In the previous posts, we developed a parametric structures model of a simple cantilevered composite wing using Python and CalculiX. We even did some design optimization using the OpenMDAO library. This time we add a simple parametric aerodynamics model to calculate the aero loads on the wing and couple it with our CalculiX structures model using the preCICE library and python API.
The example source code can be found on github (v0.0.4) and there is also a video run-through of the code updates, that includes a demo of the multidisciplinary analysis implementation and some sample results.
Why do multidisciplinary simulation?
Most engineering problems involve more than one discipline – such as aerodynamics, structures, hydrodynamics, thermodynamics etc. For example, we want a wing to generate enough aerodynamic lift to keep an aircraft flying, whilst at the same time making sure that it is as light as possible without bending too much or even breaking apart.
Because the physical equations and simulation requirements that each discipline deals with are typically very different, we also have different simulation models and different analysis tools for each discipline. In fact, even within single disciplines, you may want to create several models of the same component to study the problem at different levels of scale and accuracy.
In reality of course there are no “disciplines” – this is just a convenient way for engineers to divide problems into smaller chunks that they can solve separately. The difficulty is to know when interactions between these different models should not – and cannot – be ignored.
For example, you may start by designing your wing shape and aerodynamic performance assuming that your wing is rigid. Separately, you may model the wing structure and check that it doesn’t break under the rigid wing aero loads. The structures analysis will also show you that the wing actually bends and twists under those aero loads. Since the wing shape is now different from your initial assumptions, you should probably recalculate the aero loads.
In fact, you may end-up going through this loop several times until you have a “converged” solution, where all forces balance out nicely (remember Newton’s 3rd Law?). Unfortunately, sometimes you may also find that you can never reach a converged solution – either entering a cycle or finding solutions that diverge more and more (for wings see flutter and divergence).
Now there are a number of multidisciplinary simulation solutions that can make it easier to catch these interactions early-on and avoid problems down the line – because you really want to avoid discovering unexpected interactions when you are physically testing your product for the first time. When that happens it is usually really bad news for your design, for your engineering team and for the project timelines…
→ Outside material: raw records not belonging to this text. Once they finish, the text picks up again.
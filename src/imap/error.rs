use std::error::Error as StdError;
use thiserror::Error;
use async_imap::error::Error as AsyncImapError;
// imap_types imports removed
use std::fmt;
use async_imap;
use tokio_native_tls;

#[derive(Debug, Error, Clone)]
pub enum ImapError {
    #[error("Connection error: {0}")]
    Connection(String),
    
    #[error("TLS error: {0}")]
    Tls(String),
    
    #[error("Authentication error: {0}")]
    Auth(String),
    
    #[error("Invalid mailbox: {0}")]
    InvalidMailbox(String),
    
    #[error("Folder not found: {0}")]
    FolderNotFound(String),
    
    #[error("Folder already exists: {0}")]
    FolderExists(String),
    
    #[error("Email not found: {0:?}")]
    EmailNotFound(Vec<u32>),
    
    #[error("Envelope not found")]
    EnvelopeNotFound,
    
    #[error("Folder not selected")]
    FolderNotSelected,
    
    #[error("Operation requires folder selection: {0}")]
    RequiresFolderSelection(String),
    
    #[error("Fetch error: {0}")]
    Fetch(String),
    
    #[error("Operation error: {0}")]
    Operation(String),
    
    #[error("Command error: {0}")]
    Command(String),
    
    #[error("Flag error: {0}")]
    Flag(String),
    
    #[error("Invalid search criteria: {0}")]
    InvalidCriteria(String),
    
    #[error("Parse error: {0}")]
    Parse(String),

    #[error("Bad response: {0}")]
    BadResponse(String),

    #[error("Missing data: {0}")]
    MissingData(String),

    #[error("No message bodies found")]
    NoBodies,

    #[error("No envelope found")]
    NoEnvelope,

    #[error("Operation failed: {0}")]
    OperationFailed(String),

    #[error("Internal error: {0}")]
    Internal(String),

    #[error("Operation timed out: {0}")]
    Timeout(String),

    #[error("I/O error: {0}")]
    Io(String),

    #[error("Encoding error: {0}")]
    Encoding(String),

    #[error("Validation error: {0}")]
    Validation(String),

    #[error("Other error: {0}")]
    Other(String),

    #[error("Unknown error: {0}")]
    Unknown(String),
}

impl From<async_imap::error::Error> for ImapError {
    fn from(err: async_imap::error::Error) -> Self {
        match err {
            async_imap::error::Error::Parse(e) => ImapError::Parse(e.to_string()),
            async_imap::error::Error::No(msg) => ImapError::Operation(msg),
            async_imap::error::Error::Bad(msg) => ImapError::BadResponse(msg),
            async_imap::error::Error::Io(e) => ImapError::Connection(e.to_string()),
            async_imap::error::Error::Validate(e) => ImapError::Command(e.to_string()),
            _ => ImapError::Unknown(err.to_string()),
        }
    }
}

impl From<tokio_native_tls::native_tls::Error> for ImapError {
    fn from(err: tokio_native_tls::native_tls::Error) -> Self {
        ImapError::Tls(err.to_string())
    }
}

impl From<std::io::Error> for ImapError {
    fn from(err: std::io::Error) -> Self {
        ImapError::Connection(err.to_string())
    }
}

// Removed imap_types flag::ValidationError conversion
Read on to find out how you can get started with multidisciplinary analysis using an open source library called preCICE.
Example part 5: Multidisciplinary analysis with Python, PreCICE and Calculix Crunchix
In this example, we once again use our parametric composite wing model and add a simple aerodynamic model that allows us to calculate approximate aerodynamic force distributions along the wing span.
The aerodynamic analysis is completely independent of our structures model (except for basic parameters like the span and chord dimensions of the wing) and can be run on its own to generate rigid wing aero loads. We use simple strip theory here, but this could be replaced with a higher fidelity aero model as required.
As shown in Figure below we use preCICE in this example to:
- interpolate the static aero forces onto the structures mesh (aero to structures)
- interpolate the the static wing deflections onto the aero mesh (structures to aero)
- iterate the coupled analyses until convergence is found or the max number of iterations is reached
To keep things as general as possible, we will couple both our structures and aerodynamics solvers manually using the preCICE API and python bindings. To help us understand what data is being exchanged, the python scripts do a lot of writing of arrays to file and reading of arrays from file – which is maybe not recommended for large models if you can avoid it. For the purpose of this example however it probably doesn’t matter too much.
The video below introduces preCICE, runs you through the code updates and demos the coupled analysis execution and output.
Did we really have to do multidisciplinary analysis?
The simple answer is: it depends!
The first analysis we did was with the main composite fibre direction perfectly aligned with the span direction of the wing – maximising the bending stiffness and therefore minimising the deflections of the wing. The converged lift distribution for this stiff wing is only marginally different from the rigid wing lift.
However, for the same flight conditions, we found that the lift distribution and wing deflections can be very different if the main composite fibre direction is rotated – either by design or due to manufacturing variability. In the extreme case shown in the video, we find that rotating the fibres forward by 45 degrees, results in over 300% tip deflection increase, but with a 30% decrease in the lift generated at the tip.
In this second example, if we had assumed rigid wing aerodynamics, we would have significantly overestimated the wing loads and made it much heavier than needed.
On the contrary, if by mistake we had rotated the main composite fibre direction in the other direction (towards the trailing edge), we would have found that the lift at the tip would have increased (wash-in effect) compared to the rigid wing loads. In this case, we may have failed our wing unintentionally!
To finish …
Using preCICE, we coupled our structures and aero models together and performed a multidisciplinary analysis. So, we now have a parametric aeroelastic composite wing model – albeit using a very simplistic aero model and making static analysis assumptions.
If you fancy a challenge, you could try to put everything together that we have explored so far, by wrapping the design optimization around our multidisciplinary analysis!